AI 1 分钟阅读

Attention 机制的数学直觉

2026年6月20日

Self-Attention 公式

Transformer 的核心是 Scaled Dot-Product Attention：

\text{Attention}(Q, K, V) = \text{softmax}\left(\frac{QK^T}{\sqrt{d_k}}\right)V

其中：

$Q \in \mathbb{R}^{n \times d_k}$ — Query 矩阵
$K \in \mathbb{R}^{n \times d_k}$ — Key 矩阵
$V \in \mathbb{R}^{n \times d_v}$ — Value 矩阵
$d_k$ — Key 的维度

为什么需要缩放

当 $d_k$ 较大时， $QK^T$ 的方差会随维度增长，导致 softmax 进入梯度极小的饱和区。
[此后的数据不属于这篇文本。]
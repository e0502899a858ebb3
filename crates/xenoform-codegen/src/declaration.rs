//! Host declarations as data.
//!
//! The host runtime reflects a decorated function into a [`HostFunction`]:
//! its qualified name, owning module, parameters with their annotations and
//! defaults, the return annotation and the verbatim target-language body.
//! Nothing here is validated; that is the job of
//! [`extract`](crate::signature::extract).

use std::fmt;

use xenoform_core::{FunctionKind, ParamFlags, Qualifier, TypeNode};

/// Extra metadata attached to a host annotation.
#[derive(Debug, Clone, PartialEq, Eq, Hash)]
pub enum AnnotationExtra {
    /// Emit this target type verbatim instead of mapping the base type.
    Override(String),
    /// Pass the mapped type by reference or pointer.
    Qualifier(Qualifier),
}

/// A host type annotation, optionally wrapped with extras.
///
/// ```
/// use xenoform_codegen::{Annotation, AnnotationExtra};
/// use xenoform_core::{Primitive, Qualifier, TypeNode};
///
/// let text = Annotation::qualified(TypeNode::primitive(Primitive::Str), Qualifier::CRef);
/// assert_eq!(text.to_string(), "Annotated[str, CRef]");
///
/// let fixed = Annotation::overridden(TypeNode::primitive(Primitive::Int), "uint64_t");
/// assert!(matches!(fixed, Annotation::Annotated { .. }));
/// ```
#[derive(Debug, Clone, PartialEq, Eq, Hash)]
pub enum Annotation {
    Plain(TypeNode),
    Annotated {
        base: Box<Annotation>,
        extras: Vec<AnnotationExtra>,
    },
}

impl Annotation {
    pub fn annotated(base: impl Into<Annotation>, extras: Vec<AnnotationExtra>) -> Self {
        Annotation::Annotated {
            base: Box::new(base.into()),
            extras,
        }
    }

    pub fn overridden(base: impl Into<Annotation>, target: impl Into<String>) -> Self {
        Self::annotated(base, vec![AnnotationExtra::Override(target.into())])
    }

    pub fn qualified(base: impl Into<Annotation>, qualifier: Qualifier) -> Self {
        Self::annotated(base, vec![AnnotationExtra::Qualifier(qualifier)])
    }

    /// The innermost host type.
    pub fn base_type(&self) -> &TypeNode {
        match self {
            Annotation::Plain(node) => node,
            Annotation::Annotated { base, .. } => base.base_type(),
        }
    }
}

impl From<TypeNode> for Annotation {
    fn from(node: TypeNode) -> Self {
        Annotation::Plain(node)
    }
}

impl fmt::Display for Annotation {
    fn fmt(&self, f: &mut fmt::Formatter<'_>) -> fmt::Result {
        match self {
            Annotation::Plain(node) => write!(f, "{node}"),
            Annotation::Annotated { base, extras } => {
                write!(f, "Annotated[{base}")?;
                for extra in extras {
                    match extra {
                        AnnotationExtra::Override(target) => write!(f, ", \"{target}\"")?,
                        AnnotationExtra::Qualifier(q) => write!(f, ", {q}")?,
                    }
                }
                f.write_str("]")
            }
        }
    }
}

/// One declared parameter.
#[derive(Debug, Clone, PartialEq, Eq, Hash)]
pub struct HostParam {
    pub name: String,
    pub annotation: Option<Annotation>,
    /// Default expression, as written.
    pub default: Option<String>,
    pub flags: ParamFlags,
}

impl HostParam {
    pub fn new(name: impl Into<String>, annotation: impl Into<Annotation>) -> Self {
        Self {
            name: name.into(),
            annotation: Some(annotation.into()),
            default: None,
            flags: ParamFlags::empty(),
        }
    }

    pub fn unannotated(name: impl Into<String>) -> Self {
        Self {
            name: name.into(),
            annotation: None,
            default: None,
            flags: ParamFlags::empty(),
        }
    }

    /// `*name`
    pub fn var_positional(name: impl Into<String>, annotation: impl Into<Annotation>) -> Self {
        Self::new(name, annotation).with_flags(ParamFlags::VAR_POSITIONAL)
    }

    /// `**name`
    pub fn var_keyword(name: impl Into<String>, annotation: impl Into<Annotation>) -> Self {
        Self::new(name, annotation).with_flags(ParamFlags::VAR_KEYWORD)
    }

    pub fn default_value(mut self, expr: impl Into<String>) -> Self {
        self.default = Some(expr.into());
        self
    }

    pub fn positional_only(self) -> Self {
        self.with_flags(ParamFlags::POSITIONAL_ONLY)
    }

    pub fn keyword_only(self) -> Self {
        self.with_flags(ParamFlags::KEYWORD_ONLY)
    }

    fn with_flags(mut self, flags: ParamFlags) -> Self {
        self.flags |= flags;
        self
    }
}

/// A reflected host function declaration.
#[derive(Debug, Clone, PartialEq, Eq, Hash)]
pub struct HostFunction {
    /// Dotted host name, e.g. `max` or `Vec.norm`.
    pub qualname: String,
    /// Owning module identity (the host source file stem).
    pub module: String,
    pub kind: FunctionKind,
    pub params: Vec<HostParam>,
    pub returns: Option<Annotation>,
    /// Target-language body text.
    pub body: String,
    /// Names the host function closes over from enclosing scopes.
    pub captures: Vec<String>,
}

impl HostFunction {
    pub fn new(
        qualname: impl Into<String>,
        module: impl Into<String>,
        body: impl Into<String>,
    ) -> Self {
        Self {
            qualname: qualname.into(),
            module: module.into(),
            kind: FunctionKind::Free,
            params: Vec::new(),
            returns: None,
            body: body.into(),
            captures: Vec::new(),
        }
    }

    pub fn kind(mut self, kind: FunctionKind) -> Self {
        self.kind = kind;
        self
    }

    pub fn param(mut self, param: HostParam) -> Self {
        self.params.push(param);
        self
    }

    pub fn returns(mut self, annotation: impl Into<Annotation>) -> Self {
        self.returns = Some(annotation.into());
        self
    }

    pub fn capture(mut self, name: impl Into<String>) -> Self {
        self.captures.push(name.into());
        self
    }
}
除以 $\sqrt{d_k}$ 起到归一化作用。

代码实现

import torch
import torch.nn.functional as F

def self_attention(Q, K, V):
    d_k = Q.size(-1)
    scores = torch.matmul(Q, K.transpose(-2, -1)) / (d_k ** 0.5)
    attn = F.softmax(scores, dim=-1)
    return torch.matmul(attn, V)

这是一个简单的示例，展示了 Attention 的核心计算过程。